Start of Source records
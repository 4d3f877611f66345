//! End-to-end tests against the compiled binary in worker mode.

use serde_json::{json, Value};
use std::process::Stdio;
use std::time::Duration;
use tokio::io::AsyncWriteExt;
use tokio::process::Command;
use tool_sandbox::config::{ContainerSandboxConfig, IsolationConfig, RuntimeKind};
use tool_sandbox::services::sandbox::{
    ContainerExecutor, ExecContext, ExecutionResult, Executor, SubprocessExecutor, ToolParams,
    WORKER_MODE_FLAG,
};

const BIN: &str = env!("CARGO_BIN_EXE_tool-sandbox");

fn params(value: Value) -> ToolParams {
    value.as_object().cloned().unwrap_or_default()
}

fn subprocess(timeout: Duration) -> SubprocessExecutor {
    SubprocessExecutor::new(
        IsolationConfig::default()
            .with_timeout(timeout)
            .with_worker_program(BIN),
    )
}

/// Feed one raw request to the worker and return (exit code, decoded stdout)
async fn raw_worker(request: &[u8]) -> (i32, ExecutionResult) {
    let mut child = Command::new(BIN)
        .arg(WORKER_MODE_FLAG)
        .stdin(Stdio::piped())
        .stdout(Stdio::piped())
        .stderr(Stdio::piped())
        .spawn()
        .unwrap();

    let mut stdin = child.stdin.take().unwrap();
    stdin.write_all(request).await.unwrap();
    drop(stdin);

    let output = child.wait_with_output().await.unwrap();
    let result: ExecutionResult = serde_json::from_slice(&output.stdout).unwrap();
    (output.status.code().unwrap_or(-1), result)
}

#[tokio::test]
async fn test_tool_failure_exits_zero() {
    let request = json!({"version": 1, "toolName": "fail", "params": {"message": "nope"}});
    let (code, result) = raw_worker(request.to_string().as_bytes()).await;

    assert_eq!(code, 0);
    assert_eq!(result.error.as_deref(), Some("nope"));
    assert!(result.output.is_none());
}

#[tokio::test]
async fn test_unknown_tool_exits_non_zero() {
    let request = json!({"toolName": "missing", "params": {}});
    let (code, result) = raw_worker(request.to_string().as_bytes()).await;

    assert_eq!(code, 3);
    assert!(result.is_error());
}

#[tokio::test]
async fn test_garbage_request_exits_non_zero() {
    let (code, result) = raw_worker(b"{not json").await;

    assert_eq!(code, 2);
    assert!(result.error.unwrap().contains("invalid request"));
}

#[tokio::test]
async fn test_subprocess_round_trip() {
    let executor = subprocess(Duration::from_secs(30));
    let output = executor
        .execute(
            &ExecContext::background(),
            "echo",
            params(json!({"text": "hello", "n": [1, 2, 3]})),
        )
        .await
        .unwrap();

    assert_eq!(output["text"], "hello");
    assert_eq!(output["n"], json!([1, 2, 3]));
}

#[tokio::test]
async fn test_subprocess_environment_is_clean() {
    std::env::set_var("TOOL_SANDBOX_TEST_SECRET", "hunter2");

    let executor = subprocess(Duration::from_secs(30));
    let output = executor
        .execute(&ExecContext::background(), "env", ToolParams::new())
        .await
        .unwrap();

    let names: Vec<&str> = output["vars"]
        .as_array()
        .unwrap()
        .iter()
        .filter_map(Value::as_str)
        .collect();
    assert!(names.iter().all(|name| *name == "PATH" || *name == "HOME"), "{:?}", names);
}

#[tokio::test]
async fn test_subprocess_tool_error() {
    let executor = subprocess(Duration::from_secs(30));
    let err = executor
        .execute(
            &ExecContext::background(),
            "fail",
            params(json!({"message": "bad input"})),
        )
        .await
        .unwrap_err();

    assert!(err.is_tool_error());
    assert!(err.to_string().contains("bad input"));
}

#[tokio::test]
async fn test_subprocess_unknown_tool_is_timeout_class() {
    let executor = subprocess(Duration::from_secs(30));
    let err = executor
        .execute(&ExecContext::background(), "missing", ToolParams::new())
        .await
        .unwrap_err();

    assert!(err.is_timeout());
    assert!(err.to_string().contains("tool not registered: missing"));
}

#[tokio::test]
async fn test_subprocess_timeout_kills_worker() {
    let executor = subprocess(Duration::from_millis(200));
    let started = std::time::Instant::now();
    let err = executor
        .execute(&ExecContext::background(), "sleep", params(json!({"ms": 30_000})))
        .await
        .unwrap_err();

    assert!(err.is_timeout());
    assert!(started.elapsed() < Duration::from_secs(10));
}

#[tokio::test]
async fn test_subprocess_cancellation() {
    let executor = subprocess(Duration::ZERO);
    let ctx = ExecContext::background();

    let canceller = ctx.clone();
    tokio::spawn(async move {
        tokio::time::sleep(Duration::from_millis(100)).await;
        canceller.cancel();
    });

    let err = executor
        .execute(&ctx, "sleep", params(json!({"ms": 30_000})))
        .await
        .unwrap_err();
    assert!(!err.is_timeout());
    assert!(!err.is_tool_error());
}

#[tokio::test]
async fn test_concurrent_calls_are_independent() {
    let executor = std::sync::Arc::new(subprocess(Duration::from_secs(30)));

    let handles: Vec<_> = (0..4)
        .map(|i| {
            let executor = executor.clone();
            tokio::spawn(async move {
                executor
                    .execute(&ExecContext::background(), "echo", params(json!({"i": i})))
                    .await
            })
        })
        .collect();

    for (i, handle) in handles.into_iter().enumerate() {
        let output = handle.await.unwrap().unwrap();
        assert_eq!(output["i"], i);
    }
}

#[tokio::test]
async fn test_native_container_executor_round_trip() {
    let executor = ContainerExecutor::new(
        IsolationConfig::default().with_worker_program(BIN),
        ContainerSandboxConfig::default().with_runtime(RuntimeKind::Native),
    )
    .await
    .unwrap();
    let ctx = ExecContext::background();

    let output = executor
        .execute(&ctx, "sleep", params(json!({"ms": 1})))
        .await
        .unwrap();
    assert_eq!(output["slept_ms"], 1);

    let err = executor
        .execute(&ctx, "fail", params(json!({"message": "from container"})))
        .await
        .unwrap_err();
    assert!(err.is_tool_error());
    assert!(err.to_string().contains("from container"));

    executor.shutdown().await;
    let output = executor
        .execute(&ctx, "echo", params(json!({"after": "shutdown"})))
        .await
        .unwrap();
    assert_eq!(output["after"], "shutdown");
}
End of Source records
--- Work task ---
Please make an exact copy of each record.

--- Response below ---
repository 4d3f877611f66345
//! End-to-end tests against the compiled binary in worker mode.

use serde_json::{json, Value};
use std::process::Stdio;
use std::time::Duration;
use tokio::io::AsyncWriteExt;
use tokio::process::Command;
use tool_sandbox::config::{ContainerSandboxConfig, IsolationConfig, RuntimeKind};
use tool_sandbox::services::sandbox::{
    ContainerExecutor, ExecContext, ExecutionResult, Executor, SubprocessExecutor, ToolParams,
    WORKER_MODE_FLAG,
};

const BIN: &str = env!("CARGO_BIN_EXE_tool-sandbox");

fn params(value: Value) -> ToolParams {
    value.as_object().cloned().unwrap_or_default()
}

fn subprocess(timeout: Duration) -> SubprocessExecutor {
    SubprocessExecutor::new(
        IsolationConfig::default()
            .with_timeout(timeout)
            .with_worker_program(BIN),
    )
}

/// Feed one raw request to the worker and return (exit code, decoded stdout)
async fn raw_worker(request: &[u8]) -> (i32, ExecutionResult) {
    let mut child = Command::new(BIN)
        .arg(WORKER_MODE_FLAG)
        .stdin(Stdio::piped())
        .stdout(Stdio::piped())
        .stderr(Stdio::piped())
        .spawn()
        .unwrap();

    let mut stdin = child.stdin.take().unwrap();
    stdin.write_all(request).await.unwrap();
    drop(stdin);

    let output = child.wait_with_output().await.unwrap();
    let result: ExecutionResult = serde_json::from_slice(&output.stdout).unwrap();
    (output.status.code().unwrap_or(-1), result)
}

#[tokio::test]
async fn test_tool_failure_exits_zero() {
    let request = json!({"version": 1, "toolName": "fail", "params": {"message": "nope"}});
    let (code, result) = raw_worker(request.to_string().as_bytes()).await;

    assert_eq!(code, 0);
    assert_eq!(result.error.as_deref(), Some("nope"));
    assert!(result.output.is_none());
}

#[tokio::test]
async fn test_unknown_tool_exits_non_zero() {
    let request = json!({"toolName": "missing", "params": {}});
    let (code, result) = raw_worker(request.to_string().as_bytes()).await;

    assert_eq!(code, 3);
    assert!(result.is_error());
}

#[tokio::test]
async fn test_garbage_request_exits_non_zero() {
    let (code, result) = raw_worker(b"{not json").await;

    assert_eq!(code, 2);
    assert!(result.error.unwrap().contains("invalid request"));
}

#[tokio::test]
async fn test_subprocess_round_trip() {
    let executor = subprocess(Duration::from_secs(30));
    let output = executor
        .execute(
            &ExecContext::background(),
            "echo",
            params(json!({"text": "hello", "n": [1, 2, 3]})),
        )
        .await
        .unwrap();

    assert_eq!(output["text"], "hello");
    assert_eq!(output["n"], json!([1, 2, 3]));
}

#[tokio::test]
async fn test_subprocess_environment_is_clean() {
    std::env::set_var("TOOL_SANDBOX_TEST_SECRET", "hunter2");

    let executor = subprocess(Duration::from_secs(30));
    let output = executor
        .execute(&ExecContext::background(), "env", ToolParams::new())
        .await
        .unwrap();

    let names: Vec<&str> = output["vars"]
        .as_array()
        .unwrap()
        .iter()
        .filter_map(Value::as_str)
        .collect();
    assert!(names.iter().all(|name| *name == "PATH" || *name == "HOME"), "{:?}", names);
}

#[tokio::test]
async fn test_subprocess_tool_error() {
    let executor = subprocess(Duration::from_secs(30));
    let err = executor
        .execute(
            &ExecContext::background(),
            "fail",
            params(json!({"message": "bad input"})),
        )
        .await
        .unwrap_err();

    assert!(err.is_tool_error());
    assert!(err.to_string().contains("bad input"));
}

#[tokio::test]
async fn test_subprocess_unknown_tool_is_timeout_class() {
    let executor = subprocess(Duration::from_secs(30));
    let err = executor
        .execute(&ExecContext::background(), "missing", ToolParams::new())
        .await
        .unwrap_err();

    assert!(err.is_timeout());
    assert!(err.to_string().contains("tool not registered: missing"));
}

#[tokio::test]
async fn test_subprocess_timeout_kills_worker() {
    let executor = subprocess(Duration::from_millis(200));
    let started = std::time::Instant::now();
    let err = executor
        .execute(&ExecContext::background(), "sleep", params(json!({"ms": 30_000})))
        .await
        .unwrap_err();

    assert!(err.is_timeout());
    assert!(started.elapsed() < Duration::from_secs(10));
}

#[tokio::test]
async fn test_subprocess_cancellation() {
    let executor = subprocess(Duration::ZERO);
    let ctx = ExecContext::background();

    let canceller = ctx.clone();
    tokio::spawn(async move {
        tokio::time::sleep(Duration::from_millis(100)).await;
        canceller.cancel();
    });

    let err = executor
        .execute(&ctx, "sleep", params(json!({"ms": 30_000})))
        .await
        .unwrap_err();
    assert!(!err.is_timeout());
    assert!(!err.is_tool_error());
}

#[tokio::test]
async fn test_concurrent_calls_are_independent() {
    let executor = std::sync::Arc::new(subprocess(Duration::from_secs(30)));

    let handles: Vec<_> = (0..4)
        .map(|i| {
            let executor = executor.clone();
            tokio::spawn(async move {
                executor
                    .execute(&ExecContext::background(), "echo", params(json!({"i": i})))
                    .await
            })
        })
        .collect();

    for (i, handle) in handles.into_iter().enumerate() {
        let output = handle.await.unwrap().unwrap();
        assert_eq!(output["i"], i);
    }
}

#[tokio::test]
async fn test_native_container_executor_round_trip() {
    let executor = ContainerExecutor::new(
        IsolationConfig::default().with_worker_program(BIN),
        ContainerSandboxConfig::default().with_runtime(RuntimeKind::Native),
    )
    .await
    .unwrap();
    let ctx = ExecContext::background();

    let output = executor
        .execute(&ctx, "sleep", params(json!({"ms": 1})))
        .await
        .unwrap();
    assert_eq!(output["slept_ms"], 1);

    let err = executor
        .execute(&ctx, "fail", params(json!({"message": "from container"})))
        .await
        .unwrap_err();
    assert!(err.is_tool_error());
    assert!(err.to_string().contains("from container"));

    executor.shutdown().await;
    let output = executor
        .execute(&ctx, "echo", params(json!({"after": "shutdown"})))
        .await
        .unwrap();
    assert_eq!(output["after"], "shutdown");
}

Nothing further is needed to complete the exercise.